# What is the limit of (1-7/x)^x as x approaches infinity?

Jun 1, 2016

It is $\frac{1}{e} ^ 7$.

#### Explanation:

We are tempted to substitute and say that $\frac{7}{x}$ goes to zero so it is $1$ to the infinity that is $1$. But this is wrong because it is enough that the quantity in the parenthesis is slightly different from $1$ and the big exponent does the rest.

So it is better to transform it in something that remove the $x$ from the exponent. The best trick is to use the logarithm. So I study the limit of the logarithm and in the end I will do the exponential of the solution.

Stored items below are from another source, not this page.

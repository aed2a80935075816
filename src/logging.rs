//! Subscriber setup for the daemon binary.
//!
//! Logs go to stderr, and additionally to a file when one is configured.
//! `RUST_LOG` overrides the configured level.

use std::fs;
use std::io;
use std::path::Path;
use tracing_appender::non_blocking::WorkerGuard;
use tracing_subscriber::layer::SubscriberExt;
use tracing_subscriber::util::SubscriberInitExt;
use tracing_subscriber::EnvFilter;

/// Keeps the file writer alive. Dropping it flushes the log file.
pub struct LoggingGuard {
    _file_guard: Option<WorkerGuard>,
}

/// Install the global subscriber.
///
/// `level` is any `EnvFilter` directive (`info`, `casbridge=debug`, ...).
/// When `log_file` is given its parent directory is created and lines are
/// appended to it.
pub fn init_logging(level: &str, log_file: Option<&Path>) -> io::Result<LoggingGuard> {
    let env_filter = EnvFilter::try_from_default_env().unwrap_or_else(|_| EnvFilter::new(level));

    let stderr_layer = tracing_subscriber::fmt::layer()
        .with_writer(io::stderr)
        .with_target(false);

    let (file_layer, file_guard) = match log_file {
        Some(path) => {
            let dir = path
                .parent()
                .filter(|p| !p.as_os_str().is_empty())
                .unwrap_or_else(|| Path::new("."));
            fs::create_dir_all(dir)?;
            let name = path.file_name().ok_or_else(|| {
                io::Error::new(io::ErrorKind::InvalidInput, "log file path has no file name")
            })?;

            let appender = tracing_appender::rolling::never(dir, name);
            let (writer, guard) = tracing_appender::non_blocking(appender);
            let layer = tracing_subscriber::fmt::layer()
                .with_writer(writer)
                .with_ansi(false);
            (Some(layer), Some(guard))
        }
        None => (None, None),
    };

    tracing_subscriber::registry()
        .with(env_filter)
        .with(stderr_layer)
        .with(file_layer)
        .try_init()
        .map_err(|e| io::Error::new(io::ErrorKind::Other, e.to_string()))?;

    Ok(LoggingGuard {
        _file_guard: file_guard,
    })
}
//! Reassembles complete replies from raw, arbitrarily fragmented output.
//!
//! A worker feeds whatever bytes a non-blocking read produced. Only complete
//! lines are classified; an unterminated tail is carried into the next
//! `feed`. The one exception is the ready prompt, which the engine prints
//! without a newline: a tail that is exactly a prompt completes the cycle.
//!
//! Every statement the engine evaluates ends with its own prompt, so the
//! assembler counts prompts rather than stopping at the first one.

use std::sync::Arc;

use crate::engine::protocol::{self, ReplyLine};
use crate::log::Logger;
use crate::log_debug;

/// Longest tail that can still be an unterminated prompt.
const MAX_PROMPT_LEN: usize = 32;

/// Per-worker reply accumulator.
pub struct ReplyAssembler {
    name: String,
    logger: Arc<dyn Logger>,
    /// Result payloads seen this cycle, newline-joined
    result: Option<String>,
    /// Ready prompts seen this cycle
    prompts: usize,
    /// Bytes after the last newline
    tail: Vec<u8>,
}

impl ReplyAssembler {
    /// `name` identifies the owning worker in diagnostic log lines.
    pub fn new(name: impl Into<String>, logger: Arc<dyn Logger>) -> Self {
        Self {
            name: name.into(),
            logger,
            result: None,
            prompts: 0,
            tail: Vec::new(),
        }
    }

    /// Feed one chunk of raw engine output.
    ///
    /// Returns the result accumulated so far and whether at least one ready
    /// prompt has been seen this cycle. Cost is linear in the chunk size.
    pub fn feed(&mut self, chunk: &[u8]) -> (Option<&str>, bool) {
        let mut tail = std::mem::take(&mut self.tail);
        // The carried tail never holds a newline, so scanning resumes after it.
        let mut from = tail.len();
        tail.extend_from_slice(chunk);

        let mut start = 0;
        while let Some(offset) = tail[from..].iter().position(|&b| b == b'\n') {
            let end = from + offset;
            self.accept_line(&String::from_utf8_lossy(&tail[start..end]));
            start = end + 1;
            from = start;
        }
        tail.drain(..start);
        self.tail = tail;

        if self.tail_is_prompt() {
            self.tail.clear();
            self.prompts += 1;
        }

        (self.result.as_deref(), self.is_ready())
    }

    /// True once a ready prompt has been seen since the last reset.
    pub fn is_ready(&self) -> bool {
        self.prompts > 0
    }

    /// Ready prompts seen since the last reset.
    pub fn prompts(&self) -> usize {
        self.prompts
    }

    /// Take the accumulated result and start a new cycle.
    ///
    /// `None` means no result line was seen; `Some("")` means a result line
    /// with an empty payload was.
    pub fn finish(&mut self) -> Option<String> {
        let result = self.result.take();
        self.reset();
        result
    }

    /// Drop everything accumulated, including any partial line.
    pub fn reset(&mut self) {
        self.result = None;
        self.prompts = 0;
        self.tail.clear();
    }

    fn accept_line(&mut self, line: &str) {
        match protocol::classify(line) {
            ReplyLine::Result(payload) => match self.result.as_mut() {
                Some(result) => {
                    result.push('\n');
                    result.push_str(payload);
                }
                None => self.result = Some(payload.to_string()),
            },
            ReplyLine::ReadyPrompt => self.prompts += 1,
            ReplyLine::Diagnostic(text) => {
                if !text.trim().is_empty() {
                    log_debug!(self.logger, "engine {} message: {}", self.name, text);
                }
            }
        }
    }

    fn tail_is_prompt(&self) -> bool {
        if self.tail.is_empty() || self.tail.len() > MAX_PROMPT_LEN {
            return false;
        }
        // The prompt's trailing space must be present, otherwise a byte-wise
        // split would detect "(%i1)" and orphan the space.
        match std::str::from_utf8(&self.tail) {
            Ok(tail) => tail.ends_with(' ') && protocol::is_ready_prompt(tail),
            Err(_) => false,
        }
    }
}

#[cfg(test)]
mod tests {
    use super::*;
    use crate::log::{LogLevel, MemoryLogger, NoOpLogger};

    fn assembler() -> ReplyAssembler {
        ReplyAssembler::new("test", Arc::new(NoOpLogger))
    }

    #[test]
    fn test_single_chunk_reply() {
        let mut asm = assembler();
        let (reply, ready) = asm.feed(b"(%o1) 24\n(%i2) ");
        assert_eq!(reply, Some("24"));
        assert!(ready);
        assert_eq!(asm.finish(), Some("24".to_string()));
        assert!(!asm.is_ready());
    }

    #[test]
    fn test_byte_by_byte_matches_single_chunk() {
        let input = b"(%o1) 24\n";

        let mut whole = assembler();
        let whole_state = {
            let (reply, ready) = whole.feed(input);
            (reply.map(str::to_string), ready)
        };

        let mut split = assembler();
        let mut split_state = (None, false);
        for byte in input.iter() {
            let (reply, ready) = split.feed(std::slice::from_ref(byte));
            split_state = (reply.map(str::to_string), ready);
        }

        assert_eq!(whole_state, (Some("24".to_string()), false));
        assert_eq!(split_state, whole_state);
    }

    #[test]
    fn test_byte_by_byte_prompt_becomes_ready_only_when_complete() {
        let mut asm = assembler();
        for byte in b"(%o1) 24\n(%i2)".iter() {
            let (_, ready) = asm.feed(std::slice::from_ref(byte));
            assert!(!ready);
        }
        let (reply, ready) = asm.feed(b" ");
        assert_eq!(reply, Some("24"));
        assert!(ready);
    }

    #[test]
    fn test_partial_result_line_is_held_back() {
        let mut asm = assembler();
        let (reply, ready) = asm.feed(b"(%o1) 12");
        assert_eq!(reply, None);
        assert!(!ready);

        let (reply, ready) = asm.feed(b"34\n(%i2) ");
        assert_eq!(reply, Some("1234"));
        assert!(ready);
    }

    #[test]
    fn test_multiple_results_are_newline_joined() {
        let mut asm = assembler();
        asm.feed(b"(%o1) a\n");
        asm.feed(b"(%o2) b\n(%o3) c\n(%i4) ");
        assert_eq!(asm.finish(), Some("a\nb\nc".to_string()));
    }

    #[test]
    fn test_ready_without_result() {
        let mut asm = assembler();
        let (reply, ready) = asm.feed(b"(%i2) ");
        assert_eq!(reply, None);
        assert!(ready);
        assert_eq!(asm.finish(), None);
    }

    #[test]
    fn test_empty_result_is_distinct_from_none() {
        let mut asm = assembler();
        asm.feed(b"(%o1)\n(%i2) ");
        assert_eq!(asm.finish(), Some(String::new()));
    }

    #[test]
    fn test_ready_is_sticky_within_cycle() {
        let mut asm = assembler();
        asm.feed(b"(%i1) \n");
        let (_, ready) = asm.feed(b"some trailing noise\n");
        assert!(ready);
    }

    #[test]
    fn test_diagnostics_go_to_logger_not_result() {
        let logger = Arc::new(MemoryLogger::new());
        let mut asm = ReplyAssembler::new("w0", logger.clone());

        asm.feed(b"rat: replaced 0.5 by 1/2 = 0.5\n\n(%o1) 1/2\n(%i2) ");
        assert_eq!(asm.finish(), Some("1/2".to_string()));
        assert!(logger.contains(LogLevel::Debug, "engine w0 message: rat: replaced"));
        assert_eq!(logger.lines().len(), 1);
    }

    #[test]
    fn test_crlf_output() {
        let mut asm = assembler();
        let (reply, ready) = asm.feed(b"(%o1) 8\r\n(%i2) \r\n");
        assert_eq!(reply, Some("8"));
        assert!(ready);
    }

    #[test]
    fn test_multibyte_split_across_chunks() {
        let mut asm = assembler();
        let bytes = "(%o1) π\n(%i2) ".as_bytes();
        // Split inside the two-byte encoding of π.
        let cut = bytes.iter().position(|&b| b == 0xCF).unwrap() + 1;
        asm.feed(&bytes[..cut]);
        let (reply, ready) = asm.feed(&bytes[cut..]);
        assert_eq!(reply, Some("π"));
        assert!(ready);
    }

    #[test]
    fn test_reset_drops_partial_line() {
        let mut asm = assembler();
        asm.feed(b"(%o1) stale");
        asm.reset();
        let (reply, ready) = asm.feed(b"(%o2) fresh\n(%i3) ");
        assert_eq!(reply, Some("fresh"));
        assert!(ready);
    }

    #[test]
    fn test_counts_every_prompt_in_one_chunk() {
        let mut asm = assembler();
        let (_, ready) = asm.feed(b"\n(%i2) \n(%i3) \n(%i4) ");
        assert!(ready);
        assert_eq!(asm.prompts(), 3);
        assert_eq!(asm.finish(), None);
        assert_eq!(asm.prompts(), 0);
    }

    #[test]
    fn test_flood_of_diagnostics_is_not_kept() {
        let mut asm = assembler();
        let flood = b"y\n".repeat(512 * 1024);
        let start = std::time::Instant::now();
        for chunk in flood.chunks(64 * 1024) {
            let (reply, ready) = asm.feed(chunk);
            assert_eq!(reply, None);
            assert!(!ready);
        }
        assert!(
            start.elapsed() < std::time::Duration::from_secs(10),
            "1 MiB took {:?}",
            start.elapsed()
        );
        assert!(asm.tail.is_empty());
    }

    #[test]
    fn test_long_unterminated_tail_is_not_a_prompt() {
        let mut asm = assembler();
        let mut noise = vec![b'x'; 4096];
        noise.extend_from_slice(b"(%i2) ");
        let (_, ready) = asm.feed(&noise);
        assert!(!ready);
    }
}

${\lim}_{x \to \infty} \ln {\left(1 - \frac{7}{x}\right)}^{x}$
$= {\lim}_{x \to \infty} x \ln \left(1 - \frac{7}{x}\right)$
$= {\lim}_{x \to \infty} \ln \frac{1 - \frac{7}{x}}{x} ^ - 1$

Now the limit is in the form of $\frac{0}{0}$ and I can apply the rule of Hôpital evaluating the derivative:

${\lim}_{x \to \infty} \ln \frac{1 - \frac{7}{x}}{x} ^ - 1$
$= {\lim}_{x \to \infty} \frac{\frac{d}{\mathrm{dx}} \ln \left(1 - \frac{7}{x}\right)}{\frac{d}{\mathrm{dx}} {x}^{-} 1}$

$= {\lim}_{x \to \infty} \frac{\frac{7}{\left(x - 7\right) x}}{- {x}^{-} 2}$

$= {\lim}_{x \to \infty} - \frac{7 {x}^{2}}{\left(x - 7\right) x}$
$= {\lim}_{x \to \infty} - \frac{7 x}{\left(x - 7\right)}$

This form is still $\frac{0}{0}$ so I re-apply Hôpital's rule

${\lim}_{x \to \infty} - \frac{7 x}{\left(x - 7\right)}$

$= {\lim}_{x \to \infty} - \frac{\frac{d}{\mathrm{dx}} 7 x}{\frac{d}{\mathrm{dx}} \left(x - 7\right)}$

$= {\lim}_{x \to \infty} - \frac{7}{1} = - 7$

This is the limit of the logarithm, so the final result is obtained doing the exponential of this:

${\lim}_{x \to \infty} {\left(1 - \frac{7}{x}\right)}^{x} = {e}^{-} 7 = \frac{1}{e} ^ 7$.